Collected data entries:
// SPDX-License-Identifier: BUSL-1.1
// Copyright (c) 2026 Alfred Jean LLC

use super::*;
use serde_json::json;

#[yare::parameterized(
    substring_hit  = { "up",    "Interface is up", false, true },
    substring_miss = { "down",  "Interface is up", false, false },
    regex_hit      = { r"ge-\d/\d/\d", "ge-0/0/1 up", true, true },
    regex_miss     = { r"xe-\d",       "ge-0/0/1 up", true, false },
)]
fn text_matching(pattern: &str, section: &str, use_regex: bool, expected: bool) {
    assert_eq!(text_match(pattern, section, use_regex).unwrap(), expected);
}

#[test]
fn invalid_regex_is_a_configuration_error() {
    assert!(text_match("(", "anything", true).is_err());
}

#[test]
fn strip_whitespace_removes_everything() {
    assert_eq!(strip_whitespace("a b\tc\nd"), "abcd");
}

#[test]
fn dict_included_matches_nested_keys() {
    let result = json!({"system": {"hostname": "edge1", "uptime": 42}, "extra": true});
    assert!(dict_included(&result, &json!({"hostname": "edge1"})));
    assert!(dict_included(&result, &json!({"hostname": "edge1", "uptime": 42})));
    assert!(!dict_included(&result, &json!({"hostname": "edge2"})));
    assert!(!dict_included(&result, &json!({"missing": 1})));
}

#[test]
fn dict_included_consumes_lists_element_wise() {
    let result = json!({"interfaces": ["ge-0", "ge-1", "ge-2"]});
    assert!(dict_included(&result, &json!({"interfaces": ["ge-1"]})));
    assert!(dict_included(&result, &json!({"interfaces": ["ge-0", "ge-2"]})));
    assert!(!dict_included(&result, &json!({"interfaces": ["ge-9"]})));
}

#[test]
fn dict_included_searches_inside_result_lists() {
    let result = json!([{"name": "a"}, {"name": "b", "vlan": 7}]);
    assert!(dict_included(&result, &json!({"vlan": 7})));
}

#[test]
fn empty_matcher_always_succeeds() {
    assert!(dict_included(&json!({"anything": 1}), &json!({})));
}
// SPDX-License-Identifier: BUSL-1.1
// Copyright (c) 2026 Alfred Jean LLC

// Allow panic!/unwrap/expect in test code
#![cfg_attr(test, allow(clippy::panic))]
#![cfg_attr(test, allow(clippy::unwrap_used))]
#![cfg_attr(test, allow(clippy::expect_used))]

//! nr-state: Key-addressed run-state tree with in-memory and KV back-ends

pub mod kv;
pub mod state;

pub use kv::{KvError, KvStore};
pub use state::{StateError, StateStore, WriteMethod};

// Test support - only compiled for tests or when explicitly requested
#[cfg(any(test, feature = "test-support"))]
pub use kv::FakeKv;
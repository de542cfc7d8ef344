// SPDX-License-Identifier: BUSL-1.1
// Copyright (c) 2026 Alfred Jean LLC

//! No-op notification transport

use super::{Notification, NotifyError, NotifyTransport};
use async_trait::async_trait;

/// Discards notifications. Used when a backend is intentionally disabled.
#[derive(Clone, Copy, Debug, Default)]
pub struct NoOpNotifier;

#[async_trait]
impl NotifyTransport for NoOpNotifier {
    async fn send(&self, notification: &Notification) -> Result<String, NotifyError> {
        tracing::debug!(subject = %notification.subject, "discarding notification (noop transport)");
        Ok(String::new())
    }
}
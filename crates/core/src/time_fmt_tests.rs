// SPDX-License-Identifier: BUSL-1.1
// Copyright (c) 2026 Alfred Jean LLC

use super::{format_duration, runtime_stamp};

#[yare::parameterized(
    zero        = { 0,      "0:00:00" },
    five_secs   = { 5,      "0:00:05" },
    one_minute  = { 60,     "0:01:00" },
    one_hour    = { 3600,   "1:00:00" },
    mixed       = { 3661,   "1:01:01" },
    almost_day  = { 86399,  "23:59:59" },
    one_day     = { 90061,  "1 day, 1:01:01" },
    two_days    = { 172800, "2 days, 0:00:00" },
)]
fn duration(secs: u64, expected: &str) {
    assert_eq!(format_duration(secs), expected);
}

#[test]
fn runtime_stamp_is_wall_clock_plus_sequence() {
    let stamp = runtime_stamp(1_000_123, 7);
    // 1_000_123 ms after the epoch, 123 ms into the second, seq 7
    assert_eq!(stamp, "1970-01-01 00:16:40.123007");
}

#[test]
fn runtime_stamps_in_same_millisecond_differ() {
    let a = runtime_stamp(1_000_000, 1);
    let b = runtime_stamp(1_000_000, 2);
    assert_ne!(a, b);
    assert!(a < b);
}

YOUR TASK: Please show every line of the records that holds the word "pattern".

RESULT FOR THIS EXERCISE:
fn text_matching(pattern: &str, section: &str, use_regex: bool, expected: bool) {
    assert_eq!(text_match(pattern, section, use_regex).unwrap(), expected);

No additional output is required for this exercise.